Dang Dude!! Mix in a period or something... I sound like a caveman trying to read your post..


jlh said:


> well hang on a minute what I was trying to say if you get caught and they throw book at you well thats what you get but if they go light on you well thats good for you bad for the one that didnt get it light if I get caught going cross a fence and get prosceuted then I will pay but if I get off Im happy to but laws or laws and dont matter how you look at it some seem worse than others I will agree this is wrong and should be tooken care of but also can see that if your son ran a red light after drinking 1 beer and killed 2 people I wouldnt want him tried for manslaughter for bad judgement either I guess I should of kept my mouth shut because I cant explain what I mean but hope I dont every have this problem and if I do I will try to get law to throw book at them but thats the big word


----------



## collegeboy (May 26, 2004)

You took the words out of my mouth RR. My mouth was getting dry just reading that.


----------



## rambunctious (May 30, 2004)

*Deer*

I don't know what kind of parents they have, but from the actions of the kids, I'd say the parents have a don't G-A-S ,attitude. Rich little bsturds,need to be HUNG. No telling how much they have done and not got caught at.Now we will see how big the TP&W cajones are.


----------



## jlh (Mar 15, 2006)

Thats funny my english teacher used to take points off all of my papers for not using punctions...


----------



## DadSaid (Apr 4, 2006)

Rack Ranch said:


> Dang Dude!! Mix in a period or something... I sound like a caveman trying to read your post..
> 
> 
> > that's funny right there.


----------



## Charles Helm (Oct 22, 2004)

jlh said:


> Thats funny my english teacher used to take points off all of my papers for not using punctions...

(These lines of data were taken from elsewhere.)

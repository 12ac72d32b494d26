//! Property filters applied during extraction.

use serde::{Deserialize, Serialize};
use std::collections::{BTreeMap, BTreeSet};
use std::fmt::{Debug, Formatter};
use std::sync::Arc;

/// Decides whether a property is exposed in extracted data.
pub trait PropertyFilter {
    /// Returns `true` to keep `property`.
    fn filter(&self, property: &str) -> bool;
}

/// How a filter joins the composite.
#[derive(Debug, Clone, Copy, Default, PartialEq, Eq, Serialize, Deserialize)]
#[serde(rename_all = "lowercase")]
pub enum FilterCondition {
    #[default]
    Or,
    And,
}

/// Allow-list or deny-list of field names.
#[derive(Debug, Clone, PartialEq, Eq)]
pub struct FieldListFilter {
    fields: BTreeSet<String>,
    exclude: bool,
}

impl FieldListFilter {
    /// Keeps every property except `fields`.
    pub fn exclude<I, S>(fields: I) -> Self
    where
        I: IntoIterator<Item = S>,
        S: Into<String>,
    {
        Self {
            fields: fields.into_iter().map(Into::into).collect(),
            exclude: true,
        }
    }

    /// Keeps only `fields`.
    pub fn allow_only<I, S>(fields: I) -> Self
    where
        I: IntoIterator<Item = S>,
        S: Into<String>,
    {
        Self {
            fields: fields.into_iter().map(Into::into).collect(),
            exclude: false,
        }
    }
}

impl PropertyFilter for FieldListFilter {
    fn filter(&self, property: &str) -> bool {
        self.fields.contains(property) != self.exclude
    }
}

/// Named filters combined by condition.
///
/// A property passes when at least one `or` filter keeps it (or there are
/// none) and every `and` filter keeps it.
#[derive(Clone, Default)]
pub struct FilterComposite {
    or_filters: BTreeMap<String, Arc<dyn PropertyFilter>>,
    and_filters: BTreeMap<String, Arc<dyn PropertyFilter>>,
}

impl FilterComposite {
    pub fn new() -> Self {
        Self::default()
    }

    /// Adds or replaces the filter registered under `name`.
    pub fn add_filter(
        &mut self,
        name: impl Into<String>,
        filter: Arc<dyn PropertyFilter>,
        condition: FilterCondition,
    ) {
        let name = name.into();
        self.remove_filter(&name);
        match condition {
            FilterCondition::Or => self.or_filters.insert(name, filter),
            FilterCondition::And => self.and_filters.insert(name, filter),
        };
    }

    pub fn remove_filter(&mut self, name: &str) -> bool {
        let removed_or = self.or_filters.remove(name).is_some();
        let removed_and = self.and_filters.remove(name).is_some();
        removed_or || removed_and
    }

    pub fn has_filter(&self, name: &str) -> bool {
        self.or_filters.contains_key(name) || self.and_filters.contains_key(name)
    }

    pub fn len(&self) -> usize {
        self.or_filters.len() + self.and_filters.len()
    }

    pub fn is_empty(&self) -> bool {
        self.len() == 0
    }
}

impl PropertyFilter for FilterComposite {
    fn filter(&self, property: &str) -> bool {
        let or_passes = self.or_filters.is_empty()
            || self
                .or_filters
                .values()
                .any(|filter| filter.filter(property));
        or_passes
            && self
                .and_filters
                .values()
                .all(|filter| filter.filter(property))
    }
}

impl Debug for FilterComposite {
    fn fmt(&self, f: &mut Formatter<'_>) -> std::fmt::Result {
        f.debug_struct("FilterComposite")
            .field("or", &self.or_filters.keys().collect::<Vec<_>>())
            .field("and", &self.and_filters.keys().collect::<Vec<_>>())
            .finish()
    }
}
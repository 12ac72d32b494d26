//! Hydrator configuration documents.
//!
//! # Responsibility
//! - Deserialize named hydrator definitions from JSON.
//! - Keep configuration as plain values; service keys are resolved later by
//!   `HydratorFactory`.
//!
//! # Invariants
//! - `by_value` defaults to `true`, `identity` to `reference`, filter
//!   `condition` to `or`.
//! - Unknown keys in a hydrator definition are rejected.

use crate::filter::FilterCondition;
use crate::identity::EntityIdentity;
use serde::{Deserialize, Serialize};
use std::collections::BTreeMap;
use std::error::Error;
use std::fmt::{Display, Formatter};
use std::path::{Path, PathBuf};

/// Top-level configuration document.
#[derive(Debug, Clone, Default, PartialEq, Eq, Serialize, Deserialize)]
pub struct HydratorsConfig {
    #[serde(default)]
    pub hydrators: BTreeMap<String, HydratorConfig>,
}

impl HydratorsConfig {
    pub fn from_json_str(source: &str) -> Result<Self, ConfigLoadError> {
        serde_json::from_str(source).map_err(ConfigLoadError::Parse)
    }

    pub fn from_path(path: impl AsRef<Path>) -> Result<Self, ConfigLoadError> {
        let path = path.as_ref();
        let source = std::fs::read_to_string(path).map_err(|err| ConfigLoadError::Io {
            path: path.to_path_buf(),
            message: err.to_string(),
        })?;
        Self::from_json_str(&source)
    }

    pub fn get(&self, name: &str) -> Option<&HydratorConfig> {
        self.hydrators.get(name)
    }

    /// Configured hydrator names in sorted order.
    pub fn hydrator_names(&self) -> impl Iterator<Item = &str> {
        self.hydrators.keys().map(String::as_str)
    }
}

/// One named hydrator definition.
#[derive(Debug, Clone, PartialEq, Eq, Serialize, Deserialize)]
#[serde(deny_unknown_fields)]
pub struct HydratorConfig {
    /// Access fields through declared accessors instead of storage.
    #[serde(default = "default_by_value")]
    pub by_value: bool,
    /// Registry key of a custom hydrator replacing the object hydrator.
    #[serde(default)]
    pub hydrator: Option<String>,
    /// Identity used by the default collection strategy.
    #[serde(default)]
    pub identity: EntityIdentity,
    /// Field name -> strategy registry key.
    #[serde(default)]
    pub strategies: BTreeMap<String, String>,
    /// Filter name -> filter definition.
    #[serde(default)]
    pub filters: BTreeMap<String, FilterConfig>,
    /// Registry key of the naming strategy.
    #[serde(default)]
    pub naming_strategy: Option<String>,
}

impl Default for HydratorConfig {
    fn default() -> Self {
        Self {
            by_value: default_by_value(),
            hydrator: None,
            identity: EntityIdentity::default(),
            strategies: BTreeMap::new(),
            filters: BTreeMap::new(),
            naming_strategy: None,
        }
    }
}

/// One filter entry of a hydrator definition.
#[derive(Debug, Clone, PartialEq, Eq, Serialize, Deserialize)]
#[serde(deny_unknown_fields)]
pub struct FilterConfig {
    #[serde(default)]
    pub condition: FilterCondition,
    /// Registry key of the filter service.
    pub filter: String,
}

fn default_by_value() -> bool {
    true
}

/// Failure reading or parsing a configuration document.
#[derive(Debug)]
pub enum ConfigLoadError {
    Io { path: PathBuf, message: String },
    Parse(serde_json::Error),
}

impl Display for ConfigLoadError {
    fn fmt(&self, f: &mut Formatter<'_>) -> std::fmt::Result {
        match self {
            Self::Io { path, message } => {
                write!(f, "failed to read config `{}`: {message}", path.display())
            }
            Self::Parse(err) => write!(f, "invalid hydrator config: {err}"),
        }
    }
}

impl Error for ConfigLoadError {
    fn source(&self) -> Option<&(dyn Error + 'static)> {
        match self {
            Self::Io { .. } => None,
            Self::Parse(err) => Some(err),
        }
    }
}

How were misspelled words handled?

:slimer:


----------



## John Galt (Aug 6, 2006)

jlh said:


> well hang on a minute what I was trying to say if you get caught and they throw book at you well thats what you get but if they go light on you well thats good for you bad for the one that didnt get it light if I get caught going cross a fence and get prosceuted then I will pay but if I get off Im happy to but laws or laws and dont matter how you look at it some seem worse than others I will agree this is wrong and should be tooken care of but also can see that if your son ran a red light after drinking 1 beer and killed 2 people I wouldnt want him tried for manslaughter for bad judgement either I guess I should of kept my mouth shut because I cant explain what I mean but hope I dont every have this problem and if I do I will try to get law to throw book at them but thats the big word


Boomhauer, I did not understand a word you just said.


----------



## James Howell (May 21, 2004)

I would imagine she didn't give you an "A" at the end of the semester either.



jlh said:


> Thats funny my english teacher used to take points off all of my papers for not using punctions...


----------



## TXPalerider (May 21, 2004)

Rack Ranch said:


> Dang Dude!! Mix in a period or something... I sound like a caveman trying to read your post..


LOL...I thought the same thing!!

Figured both his <period> key and his <shift> keys were broke.

LOL Funny Stuff.


----------



## jlh (Mar 15, 2006)

*help*

Daggum, yall make me sound like a caveman. I didnt know I was in a english class. Well I guess I can try to type a little better, so I dont catch alot of flack. Man, sorry for hijacking this mans thread.


----------



## YoungGun1 (Jan 8, 2009)

This a an extremely frustrating thread to read...even if I am in am categorized as a "dumb yungin". If you do something that is wrong...you should get punished. Those of you that are saying..."well we did dumb stuff when we were kids so they should be let off easy"...YOU ARE THE REASON DUMB KIDS LIKE THIS EXIST! Anyone out there that is playing the card, "oh they are young and don't know any better" is just enabling this type of behavior. They cut the backstraps out (shows me they know at least something about deer), the dumped them in a river (means they were trying to cover something up), and they lied about being at the ranch (which means they were running from their actions). 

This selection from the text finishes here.